Latissimus Dorsi (Lats) - The lats drive shoulder adduction and extension, pulling the body upward toward the bar from the 90-degree starting position.
Secondary Muscles
Rhomboids & Upper Trapezius (Upper Back) - The upper back muscles maintain scapular retraction throughout each rep, keeping the shoulder blades squeezed together under load.
Forearm Flexors & Extensors (Forearms) - The forearms sustain grip on the bar during the prolonged time under tension that the isometric hold and partial reps demand.
Rectus Abdominis (Abs) - The abdominals brace the trunk and prevent the lower body from swinging, keeping force directed through the pulling muscles.
Posterior Deltoid (Rear Deltoid) - The rear deltoids assist shoulder extension during the pull and help stabilize the shoulder joint in the retracted position.
Trapezius (Trapezius) - The traps work with the rhomboids to depress and retract the scapulae, maintaining the locked shoulder-blade position throughout the set.
Benefits of 90 Degree Chin Ups
- Builds peak contraction strength in the biceps and lats through the most mechanically demanding portion of the chin-up
- Develops the isometric holding capacity at 90 degrees that directly transfers to one-arm chin-up progressions
- Strengthens scapular retractors under sustained load, improving shoulder stability across all pulling and pressing movements
- Trains forearm and grip endurance through prolonged time under tension at a challenging joint angle
- Eliminates the stretch reflex and momentum that full-range reps allow, forcing pure muscular effort through every rep
Who Is This Exercise For?
You should be able to perform at least 8 clean full-range chin-ups before adding 90 Degree Chin Ups to your training. A solid isometric chin-up hold at 90 degrees for 10 seconds is also a reliable indicator that you have the baseline strength for this movement. If holding the 90-degree position causes elbow pain or you cannot maintain stable shoulders, continue building strength with standard chin-ups and static holds first.
Common Mistakes to Avoid
Sinking below 90 degrees between reps: Each rep must start and end at exactly 90 degrees. If you drift lower, you are turning the exercise into a standard chin-up and losing the specific training effect. Use a mirror or training partner to verify your elbow angle.

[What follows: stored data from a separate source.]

//! Request instrumentation middleware.
//!
//! Wraps every request with:
//! 1. A server span (W3C trace context propagated from `traceparent`)
//! 2. Counter and histogram updates
//! 3. One structured completion log line
//! 4. Interception of panics raised anywhere below it
//!
//! Completion is driven by [`RequestContext`]'s `Drop`, so it runs exactly once
//! on every exit path, including panics and futures dropped mid-flight.

use std::any::Any;
use std::panic::AssertUnwindSafe;
use std::time::Instant;

use axum::{
    extract::{MatchedPath, Request, State},
    http::{Method, StatusCode},
    middleware::Next,
    response::{IntoResponse, Response},
};
use futures_util::FutureExt;
use opentelemetry::trace::{Span as _, SpanContext, SpanKind, Status, Tracer as _};
use opentelemetry::KeyValue;
use opentelemetry_sdk::trace::Span;
use tracing::Instrument;

use super::metrics::MetricEvent;
use super::trace::{extract_parent, inject_traceparent};
use super::Observability;
use crate::http::error::AppError;
use crate::http::request::X_REQUEST_ID;

tokio::task_local! {
    /// Set while a request's handler future is being polled.
    static REQUEST_SCOPE: ();
}

/// Route label used when no route pattern matched.
pub const UNMATCHED_ROUTE: &str = "unmatched";

/// How a request ended.
#[derive(Debug, Clone, PartialEq)]
pub enum RequestOutcome {
    /// A response was produced, successful or not.
    Completed(StatusCode),
    /// Handling faulted; the client got a generic 500.
    Faulted { message: String },
    /// The request future was dropped before producing a response,
    /// typically because the client went away.
    Abandoned,
}

/// Status recorded for abandoned requests ("client closed request").
const CLIENT_CLOSED_REQUEST: u16 = 499;

/// Per-request telemetry state. Finalized exactly once, on drop.
pub struct RequestContext {
    obs: Observability,
    start: Instant,
    route: String,
    method: Method,
    request_id: Option<String>,
    trace: SpanContext,
    span: Option<Span>,
    log_span: tracing::Span,
    outcome: Option<RequestOutcome>,
}

impl Observability {
    /// Open the request's span and capture what completion will need.
    pub fn on_request_start(&self, request: &Request) -> RequestContext {
        let route = request
            .extensions()
            .get::<MatchedPath>()
            .map(|path| path.as_str().to_owned())
            .unwrap_or_else(|| UNMATCHED_ROUTE.to_owned());
        let method = request.method().clone();
        let request_id = request
            .headers()
            .get(X_REQUEST_ID)
            .and_then(|v| v.to_str().ok())
            .map(str::to_owned);
        let parent = extract_parent(request.headers());

        let tracer = self.tracer();
        let span = tracer
            .span_builder(format!("{} {}", method, route))
            .with_kind(SpanKind::Server)
            .with_attributes([
                KeyValue::new("http.method", method.to_string()),
                KeyValue::new("http.route", route.clone()),
            ])
            .start_with_context(tracer, &parent);
        let trace = span.span_context().clone();

        let log_span = tracing::info_span!(
            "http_request",
            trace_id = %trace.trace_id(),
            span_id = %trace.span_id(),
            http.method = %method,
            http.route = %route,
        );

        RequestContext {
            obs: self.clone(),
            start: Instant::now(),
            route,
            method,
            request_id,
            trace,
            span: Some(span),
            log_span,
            outcome: None,
        }
    }

    /// Record how the request ended and finalize its telemetry.
    pub fn on_request_end(&self, mut ctx: RequestContext, outcome: RequestOutcome) {
        ctx.outcome = Some(outcome);
        drop(ctx);
    }

    /// Turn a fault that escaped the handler into a generic 500.
    ///
    /// The fault message goes to the log only, never into the response body.
    pub fn intercept_fault(
        &self,
        ctx: &RequestContext,
        fault: Box<dyn Any + Send>,
    ) -> (Response, RequestOutcome) {
        let message = fault_message(fault.as_ref());
        tracing::error!(
            trace_id = %ctx.trace.trace_id(),
            span_id = %ctx.trace.span_id(),
            http.method = %ctx.method,
            http.route = %ctx.route,
            http.status_code = 500u64,
            error.message = %message,
            "unhandled fault"
        );
        (
            AppError::generic_internal().into_response(),
            RequestOutcome::Faulted { message },
        )
    }
}

impl RequestContext {
    fn finish(&mut self) {
        let Some(mut span) = self.span.take() else {
            return;
        };
        let outcome = self.outcome.take().unwrap_or_else(|| {
            if std::thread::panicking() {
                RequestOutcome::Faulted {
                    message: "panic while finalizing request".to_owned(),
                }
            } else {
                RequestOutcome::Abandoned
            }
        });
        let (status_code, fault) = match outcome {
            RequestOutcome::Completed(status) => (status.as_u16(), None),
            RequestOutcome::Faulted { message } => {
                (StatusCode::INTERNAL_SERVER_ERROR.as_u16(), Some(message))
            }
            RequestOutcome::Abandoned => (CLIENT_CLOSED_REQUEST, None),
        };

        let event = MetricEvent {
            route: self.route.clone(),
            method: self.method.to_string(),
            status_code,
            duration_seconds: self.start.elapsed().as_secs_f64(),
        };
        self.obs.metrics().record(&event);

        span.set_attribute(KeyValue::new(
            "http.status_code",
            i64::from(event.status_code),
        ));
        let span_status = match fault {
            Some(message) => Status::error(message),
            None if status_code >= 500 => Status::error(format!("HTTP {}", status_code)),
            None => Status::Ok,
        };
        span.set_status(span_status);
        span.end();

        self.log_completion(&event);
    }

    fn log_completion(&self, event: &MetricEvent) {
        macro_rules! completion {
            ($level:expr) => {
                tracing::event!(
                    parent: &self.log_span,
                    $level,
                    trace_id = %self.trace.trace_id(),
                    span_id = %self.trace.span_id(),
                    http.method = %event.method,
                    http.route = %event.route,
                    http.status_code = u64::from(event.status_code),
                    duration_seconds = event.duration_seconds,
                    request_id = self.request_id.as_deref(),
                    "request completed"
                )
            };
        }

        match event.status_code {
            500.. => completion!(tracing::Level::ERROR),
            400..=499 => completion!(tracing::Level::WARN),
            _ => completion!(tracing::Level::INFO),
        }
    }
}

impl Drop for RequestContext {
    fn drop(&mut self) {
        self.finish();
    }
}

/// Middleware entry point, layered over every route and the fallback.
pub async fn observe(State(obs): State<Observability>, request: Request, next: Next) -> Response {
    let ctx = obs.on_request_start(&request);
    let log_span = ctx.log_span.clone();

    let result = AssertUnwindSafe(REQUEST_SCOPE.scope((), next.run(request)))
        .catch_unwind()
        .instrument(log_span)
        .await;

    let (mut response, outcome) = match result {
        Ok(response) => {
            let status = response.status();
            (response, RequestOutcome::Completed(status))
        }
        Err(fault) => obs.intercept_fault(&ctx, fault),
    };

    inject_traceparent(&ctx.trace, response.headers_mut());

    obs.on_request_end(ctx, outcome);
    response
}

/// Whether the current code runs inside a request's handler future.
pub fn in_request_scope() -> bool {
    REQUEST_SCOPE.try_with(|_| ()).is_ok()
}

/// Install a panic hook that leaves faults raised inside a request to the
/// middleware, which logs them as structured lines. Panics anywhere else go
/// to the previously installed hook.
pub fn install_panic_hook() {
    let previous = std::panic::take_hook();
    std::panic::set_hook(Box::new(move |info| {
        if in_request_scope() {
            return;
        }
        previous(info);
    }));
}

fn fault_message(fault: &(dyn Any + Send)) -> String {
    if let Some(message) = fault.downcast_ref::<&str>() {
        (*message).to_owned()
    } else if let Some(message) = fault.downcast_ref::<String>() {
        message.clone()
    } else {
        "unknown fault".to_owned()
    }
}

Losing scapular retraction: Your shoulder blades must stay squeezed together throughout the entire set. When the scapulae protract mid-set, the load shifts away from the upper back and onto the biceps tendons, increasing elbow strain.
Swinging or using momentum: Any body swing eliminates the isolation that makes this exercise valuable. Squeeze your glutes, press your legs together, and brace your core before every rep. If you need momentum to clear the bar, reduce your rep target.
Jutting the chin forward to clear the bar: Your chin should pass the bar as a result of full pulling effort, not by craning your neck forward. Keep your chest up and neck neutral. If your chin cannot clear without a forward head position, you are not strong enough for the full rep yet.